How worried should we be about rats getting back onto the peninsula?
It’s not one magic tool or one person or organisation, it’s a systems approach with built in layers of barriers and safeguards that requires all of us to play a part.
In an ideal world, each of these defensive layers would be impenetrable. But in the real world, they aren’t.
Fortunately, one rat getting past one trap or bait station isn’t necessarily a disaster as there are other layers of defence.
But back to the rats. They could re-appear for many reasons.
Hitchhiking rat – it’s possible a rat could hitch a ride in someone’s campervan, trailer or car. Even a second hand Trademe couch could be a great vehicle for a hitchhiking rat. Ideally, if you’ve given a lift to a rat, deal with it as soon as you see it (eg, spade and/or resetting your traps), also phone us on 0800 NO RATS and we can quickly respond with traps, bait stations and monitoring devices.
Olympic swimming rat – rats are incredible swimmers. We will have a barrier of traps remaining all along the coastline to ensure no fast swimming rats get back onto the peninsula. We will be trialling a new QR code system on these traps, where anyone walking by can check them and report catches to us using the QR code scan. We will also have a team of volunteers checking these traps regularly.

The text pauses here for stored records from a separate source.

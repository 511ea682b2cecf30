//! WebRTC transport backed by webrtc-rs.
//!
//! Descriptions and candidates are trickled through [`TransportEvent`]s; the
//! initiator generates its offer together with its first channel, the
//! responder answers whatever offer it is handed.

use std::fmt::Display;
use std::io;
use std::sync::atomic::{AtomicBool, Ordering};
use std::sync::Arc;

use async_trait::async_trait;
use bytes::Bytes;
use parking_lot::Mutex;
use tokio::sync::mpsc::{unbounded_channel, UnboundedReceiver, UnboundedSender};
use webrtc::api::APIBuilder;
use webrtc::data_channel::data_channel_message::DataChannelMessage;
use webrtc::data_channel::RTCDataChannel;
use webrtc::ice_transport::ice_candidate::{RTCIceCandidate, RTCIceCandidateInit};
use webrtc::ice_transport::ice_server::RTCIceServer;
use webrtc::peer_connection::configuration::RTCConfiguration;
use webrtc::peer_connection::peer_connection_state::RTCPeerConnectionState;
use webrtc::peer_connection::sdp::session_description::RTCSessionDescription;
use webrtc::peer_connection::RTCPeerConnection;

use crate::protocol::{IceCandidate, SdpType, SessionDescription};
use crate::transport::{
    ConnectionState, DataChannel, IceServer, PeerTransport, Role, TransportEvent,
    TransportFactory,
};

fn other<E: Display>(e: E) -> io::Error {
    io::Error::new(io::ErrorKind::Other, e.to_string())
}

fn invalid<E: Display>(e: E) -> io::Error {
    io::Error::new(io::ErrorKind::InvalidData, e.to_string())
}

#[derive(Clone, Debug, Default)]
pub struct WebRtcFactory {
    ice_servers: Vec<IceServer>,
}

impl WebRtcFactory {
    pub fn new(ice_servers: Vec<IceServer>) -> Self {
        Self { ice_servers }
    }

    fn configuration(&self) -> RTCConfiguration {
        RTCConfiguration {
            ice_servers: self
                .ice_servers
                .iter()
                .map(|s| RTCIceServer {
                    urls: vec![s.url.clone()],
                    username: s.username.clone(),
                    credential: s.credential.clone(),
                    ..Default::default()
                })
                .collect(),
            ..Default::default()
        }
    }
}

#[async_trait]
impl TransportFactory for WebRtcFactory {
    async fn create(
        &self,
        role: Role,
    ) -> io::Result<(Arc<dyn PeerTransport>, UnboundedReceiver<TransportEvent>)> {
        let api = APIBuilder::new().build();
        let pc = Arc::new(
            api.new_peer_connection(self.configuration())
                .await
                .map_err(other)?,
        );
        let (events, rx) = unbounded_channel();

        let tx = events.clone();
        pc.on_ice_candidate(Box::new(move |candidate: Option<RTCIceCandidate>| {
            let tx = tx.clone();
            Box::pin(async move {
                let Some(candidate) = candidate else {
                    return;
                };
                match candidate.to_json() {
                    Ok(init) => {
                        let _ = tx.send(TransportEvent::LocalCandidate(IceCandidate {
                            candidate: init.candidate,
                            mid: init.sdp_mid.unwrap_or_default(),
                        }));
                    }
                    Err(e) => log::warn!("ice candidate to_json e={e:?}"),
                }
            })
        }));

        let tx = events.clone();
        pc.on_peer_connection_state_change(Box::new(move |state: RTCPeerConnectionState| {
            log::debug!("peer connection state {state}");
            let _ = tx.send(TransportEvent::StateChange(map_state(state)));
            Box::pin(async {})
        }));

        let tx = events.clone();
        pc.on_data_channel(Box::new(move |dc: Arc<RTCDataChannel>| {
            let tx = tx.clone();
            Box::pin(async move {
                let channel = WebRtcChannel::new(dc.clone());
                let _ = tx.send(TransportEvent::IncomingChannel(Arc::new(channel)));
                wire_channel(&dc, &tx).await;
            })
        }));

        let peer = WebRtcPeer {
            role,
            pc,
            events,
            offered: AtomicBool::new(false),
            remote_set: AtomicBool::new(false),
            pending_candidates: Mutex::new(Vec::new()),
        };
        Ok((Arc::new(peer), rx))
    }
}

fn map_state(state: RTCPeerConnectionState) -> ConnectionState {
    match state {
        RTCPeerConnectionState::Unspecified | RTCPeerConnectionState::New => ConnectionState::New,
        RTCPeerConnectionState::Connecting => ConnectionState::Connecting,
        RTCPeerConnectionState::Connected => ConnectionState::Connected,
        RTCPeerConnectionState::Disconnected => ConnectionState::Disconnected,
        RTCPeerConnectionState::Failed | RTCPeerConnectionState::Closed => ConnectionState::Closed,
    }
}

/// Forwards the channel callbacks into the transport event stream, keyed by label.
async fn wire_channel(dc: &Arc<RTCDataChannel>, events: &UnboundedSender<TransportEvent>) {
    let label = dc.label().to_string();

    let (tx, l) = (events.clone(), label.clone());
    dc.on_open(Box::new(move || {
        let _ = tx.send(TransportEvent::ChannelOpen(l));
        Box::pin(async {})
    }));

    let (tx, l) = (events.clone(), label.clone());
    dc.on_message(Box::new(move |msg: DataChannelMessage| {
        let _ = tx.send(TransportEvent::ChannelMessage(l.clone(), msg.data));
        Box::pin(async {})
    }));

    let (tx, l) = (events.clone(), label.clone());
    dc.on_close(Box::new(move || {
        let _ = tx.send(TransportEvent::ChannelClosed(l.clone()));
        Box::pin(async {})
    }));

    let (tx, l) = (events.clone(), label.clone());
    dc.on_error(Box::new(move |e: webrtc::Error| {
        let _ = tx.send(TransportEvent::ChannelError(l.clone(), e.to_string()));
        Box::pin(async {})
    }));

    let (tx, l) = (events.clone(), label);
    dc.on_buffered_amount_low(Box::new(move || {
        let _ = tx.send(TransportEvent::BufferedAmountLow(l.clone()));
        Box::pin(async {})
    }))
    .await;
}

fn to_description(desc: &RTCSessionDescription) -> io::Result<SessionDescription> {
    let value = serde_json::to_value(desc).map_err(invalid)?;
    serde_json::from_value(value).map_err(invalid)
}

fn from_description(desc: SessionDescription) -> io::Result<RTCSessionDescription> {
    let value = serde_json::to_value(desc).map_err(invalid)?;
    serde_json::from_value(value).map_err(invalid)
}

struct WebRtcPeer {
    role: Role,
    pc: Arc<RTCPeerConnection>,
    events: UnboundedSender<TransportEvent>,
    offered: AtomicBool,
    remote_set: AtomicBool,
    // candidates that arrived ahead of the remote description
    pending_candidates: Mutex<Vec<RTCIceCandidateInit>>,
}

impl WebRtcPeer {
    fn emit(&self, event: TransportEvent) {
        let _ = self.events.send(event);
    }
}

#[async_trait]
impl PeerTransport for WebRtcPeer {
    async fn create_channel(&self, label: &str) -> io::Result<Arc<dyn DataChannel>> {
        let dc = self
            .pc
            .create_data_channel(label, None)
            .await
            .map_err(other)?;
        wire_channel(&dc, &self.events).await;
        if self.role == Role::Initiator && !self.offered.swap(true, Ordering::AcqRel) {
            let offer = self.pc.create_offer(None).await.map_err(other)?;
            // announced before gathering starts so it precedes every candidate
            self.emit(TransportEvent::LocalDescription(to_description(&offer)?));
            self.pc.set_local_description(offer).await.map_err(other)?;
        }
        Ok(Arc::new(WebRtcChannel::new(dc)))
    }

    async fn set_remote_description(&self, desc: SessionDescription) -> io::Result<()> {
        let kind = desc.kind;
        self.pc
            .set_remote_description(from_description(desc)?)
            .await
            .map_err(other)?;
        self.remote_set.store(true, Ordering::Release);

        let pending = std::mem::take(&mut *self.pending_candidates.lock());
        for candidate in pending {
            if let Err(e) = self.pc.add_ice_candidate(candidate).await {
                log::debug!("add_ice_candidate e={e:?}");
            }
        }

        if kind == SdpType::Offer {
            let answer = self.pc.create_answer(None).await.map_err(other)?;
            self.emit(TransportEvent::LocalDescription(to_description(&answer)?));
            self.pc.set_local_description(answer).await.map_err(other)?;
        }
        Ok(())
    }

    async fn add_remote_candidate(&self, candidate: IceCandidate) -> io::Result<()> {
        let init = if candidate.mid.is_empty() {
            RTCIceCandidateInit {
                candidate: candidate.candidate,
                sdp_mline_index: Some(0),
                ..Default::default()
            }
        } else {
            RTCIceCandidateInit {
                candidate: candidate.candidate,
                sdp_mid: Some(candidate.mid),
                ..Default::default()
            }
        };
        if !self.remote_set.load(Ordering::Acquire) {
            self.pending_candidates.lock().push(init);
            return Ok(());
        }
        self.pc.add_ice_candidate(init).await.map_err(other)
    }

    async fn close(&self) -> io::Result<()> {
        self.pc.close().await.map_err(other)
    }
}

struct WebRtcChannel {
    label: String,
    dc: Arc<RTCDataChannel>,
}

impl WebRtcChannel {
    fn new(dc: Arc<RTCDataChannel>) -> Self {
        Self {
            label: dc.label().to_string(),
            dc,
        }
    }
}

#[async_trait]
impl DataChannel for WebRtcChannel {
    fn label(&self) -> &str {
        &self.label
    }

    async fn send(&self, data: Bytes) -> io::Result<()> {
        self.dc.send(&data).await.map(|_| ()).map_err(other)
    }

    async fn buffered_amount(&self) -> usize {
        self.dc.buffered_amount().await
    }

    async fn set_buffered_amount_low_threshold(&self, threshold: usize) {
        self.dc.set_buffered_amount_low_threshold(threshold).await
    }

    async fn close(&self) -> io::Result<()> {
        self.dc.close().await.map_err(other)
    }
}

Ninja rat – We will have hundreds of traps along the Rongotai isthmus. We will also be using AI camera technology in known high risk areas, but we also need vigilance. If any signs of rat activity are noticed, we can respond immediately. The important thing is that we can get to any individual rat quickly and it doesn’t have a chance to breed.
Home detention rat – there is a small chance that we have a rat or rats who have been hiding from us this whole time. Happily living in home detention, potentially under some cape ivy or in a 1m2 all you can eat compost buffet. Again, this is where we need community vigilance. Let us know if you see any signs of rat activity and we will respond immediately.
Elimination is something we have to keep working at.
Our systems are good. Our people and our volunteers are fantastic. As we move into phase 2 it will take pressure off the peninsula and make our defences even stronger, but they are not a magic bullet. We need people to be vigilant and appreciate what a special place the peninsula is.
We’re in this for the long haul, and it’s up to all of us to play our part.
One last word. It’s not just about the rats!
What we are now seeing…
The peninsula is now safer for ground nesting birds, such as kākā and kākāriki. These birds have made a couple of tiki tour visits to the peninsula recently, and we’re hoping for their permanent return.
We are already seeing an increase in native birds, up 33% since we started the eradication. Tree wētā populations have also doubled. Let’s celebrate!